Санитарный порожняк уходил обратно, обгоняя армейские колонны, шедшие через город к автостраде Бреслау — Берлин. И пустые санитарные машины, и войсковые колонны спешили к фронту.
А когда над Лигницем опустился вечер, из ворот госпиталя выехала крытая машина. Никто не видел, как она была загружена, как трое солдат с лопатами и фонарем сели в кузов. Выбравшись за черту города, машина свернула на грунтовую дорогу и остановилась у небольшой высотки. Здесь уже был готов ров, напоминающий несколько увеличенный в поперечнике окоп.
Трое солдат и водитель вынули из машины пять мешкообразных тел и осторожно положили их в ров, с самого края, одно на другое. Затем взяли лопаты и присыпали их чуть-чуть землей.
— Бумажка где? — спросил один из них, спустившийся на дно рва.
— Тут, — прозвучало сверху. — На!
Он положил бумажку на землю. Потом покопался вокруг, нашел камешек и придавил им бумажку:
— Фонарь подайте-ка, проверю.
Ему опустили фонарь. Солдат рукой подровнял землю, присыпав торчащие из нее волосы, и еще раз перечитал бумажку: «4.03.45 г. Похоронены к-цы Хомутов, Анжибеков, Свирлин, с-т Савинков, мл. сержант Сойкин. Место свободно».
— Кажись, все верно. Подсобите подняться.
Солдат вылез из рва, и все молча закурили. Затоптав сапогами окурки, пошли к машине.
— Небось на сегодня всё.
— Посмотрим. До утра-то еще вон сколько!..
Мне все хотелось сказать ей, что я свободен до утра. Но я видел ее усталое лицо и помимо воли поглядывал на руку. Десять часов. Двадцать минут одиннадцатого. Без десяти одиннадцать. Пятнадцать минут двенадцатого. Двадцать пять…
Пролетело уже три часа, но я не заметил их. Мы сидели совсем одни в большой квартире, и мне казалось, что мы только что встретились и ни о чем еще не успели поговорить. Она старалась быть хозяйкой этой чужой для нее и непривычной для меня квартиры и угощала меня чем-то, и поила чаем, и опять бегала на кухню. А я все думал и думал об одном: идет время, время идет… и — уходит.

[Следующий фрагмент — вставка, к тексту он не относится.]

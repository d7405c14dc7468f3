//! Sliding-window frequency counters keyed by (entity id, event type).
//!
//! The classifier uses these counts to detect chatty entities and apply
//! probabilistic down-sampling. Windows are tracked per key and reset when
//! the window elapses, so a count never outlives its window.

use std::collections::HashMap;
use std::time::{Duration, Instant};

use parking_lot::Mutex;

use crate::events::EventType;

/// Counter key: one window per (entity, event type) pair.
type CounterKey = (String, EventType);

#[derive(Debug, Clone, Copy)]
struct Window {
    started_at: Instant,
    count: u32,
}

/// Rolling per-key event counters over a fixed window.
///
/// Thread-safe; producers from multiple upstream connections observe into the
/// same tracker. The map is pruned lazily on observation and explicitly via
/// [`FrequencyTracker::prune`].
#[derive(Debug)]
pub struct FrequencyTracker {
    windows: Mutex<HashMap<CounterKey, Window>>,
    window: Duration,
}

impl FrequencyTracker {
    /// Create a tracker with the given window length.
    #[must_use]
    pub fn new(window: Duration) -> Self {
        Self {
            windows: Mutex::new(HashMap::new()),
            window,
        }
    }

    /// Record one occurrence for the key and return the count within the
    /// current window, including this occurrence.
    ///
    /// An elapsed window is discarded and the count restarts at 1.
    pub fn observe(&self, entity_id: &str, event_type: &EventType) -> u32 {
        let mut windows = self.windows.lock();
        let now = Instant::now();

        let entry = windows
            .entry((entity_id.to_string(), event_type.clone()))
            .or_insert(Window {
                started_at: now,
                count: 0,
            });

        if now.duration_since(entry.started_at) >= self.window {
            entry.started_at = now;
            entry.count = 0;
        }

        entry.count += 1;
        entry.count
    }

    /// Current count for a key without incrementing.
    #[must_use]
    pub fn count(&self, entity_id: &str, event_type: &EventType) -> u32 {
        let windows = self.windows.lock();
        windows
            .get(&(entity_id.to_string(), event_type.clone()))
            .filter(|w| w.started_at.elapsed() < self.window)
            .map_or(0, |w| w.count)
    }

    /// Drop every window that has fully elapsed.
    ///
    /// Keeps the map bounded under long-running ingestion with a churning
    /// entity population.
    pub fn prune(&self) {
        let mut windows = self.windows.lock();
        let window = self.window;
        windows.retain(|_, w| w.started_at.elapsed() < window);
    }

    /// Number of live keys currently tracked.
    #[must_use]
    pub fn tracked_keys(&self) -> usize {
        self.windows.lock().len()
    }
}

#[cfg(test)]
mod tests {
    use super::*;

    #[test]
    fn test_observe_increments_within_window() {
        let tracker = FrequencyTracker::new(Duration::from_secs(60));

        assert_eq!(tracker.observe("sensor.temp", &EventType::StateChanged), 1);
        assert_eq!(tracker.observe("sensor.temp", &EventType::StateChanged), 2);
        assert_eq!(tracker.observe("sensor.temp", &EventType::StateChanged), 3);
        assert_eq!(tracker.count("sensor.temp", &EventType::StateChanged), 3);
    }

    #[test]
    fn test_keys_are_independent() {
        let tracker = FrequencyTracker::new(Duration::from_secs(60));

        tracker.observe("sensor.temp", &EventType::StateChanged);
        tracker.observe("sensor.temp", &EventType::StateChanged);
        assert_eq!(tracker.observe("sensor.humidity", &EventType::StateChanged), 1);
        assert_eq!(
            tracker.observe("sensor.temp", &EventType::AutomationTriggered),
            1
        );
    }

    #[test]
    fn test_window_expiry_resets_count() {
        let tracker = FrequencyTracker::new(Duration::from_millis(20));

        tracker.observe("sensor.temp", &EventType::StateChanged);
        tracker.observe("sensor.temp", &EventType::StateChanged);

        std::thread::sleep(Duration::from_millis(30));

        assert_eq!(tracker.count("sensor.temp", &EventType::StateChanged), 0);
        assert_eq!(tracker.observe("sensor.temp", &EventType::StateChanged), 1);
    }

    #[test]
    fn test_prune_drops_elapsed_windows() {
        let tracker = FrequencyTracker::new(Duration::from_millis(10));

        tracker.observe("sensor.a", &EventType::StateChanged);
        tracker.observe("sensor.b", &EventType::StateChanged);
        assert_eq!(tracker.tracked_keys(), 2);

        std::thread::sleep(Duration::from_millis(20));
        tracker.prune();
        assert_eq!(tracker.tracked_keys(), 0);
    }
}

— Мне пора, пожалуй, — наконец сказал я, еще раз взглянув на часы: — Без двадцати двенадцать…
— Ну что ж. — Она тоже встала. — Спасибо тебе большое, что ты приехал. Ты знаешь, как я рада…
Мы вышли из комнаты в прихожую и стояли у двери, вдруг она вспомнила что-то и смутилась:
— Ах, какая же я! Ведь у меня есть что-то… Специально берегла… И забыла. Может, на дорогу?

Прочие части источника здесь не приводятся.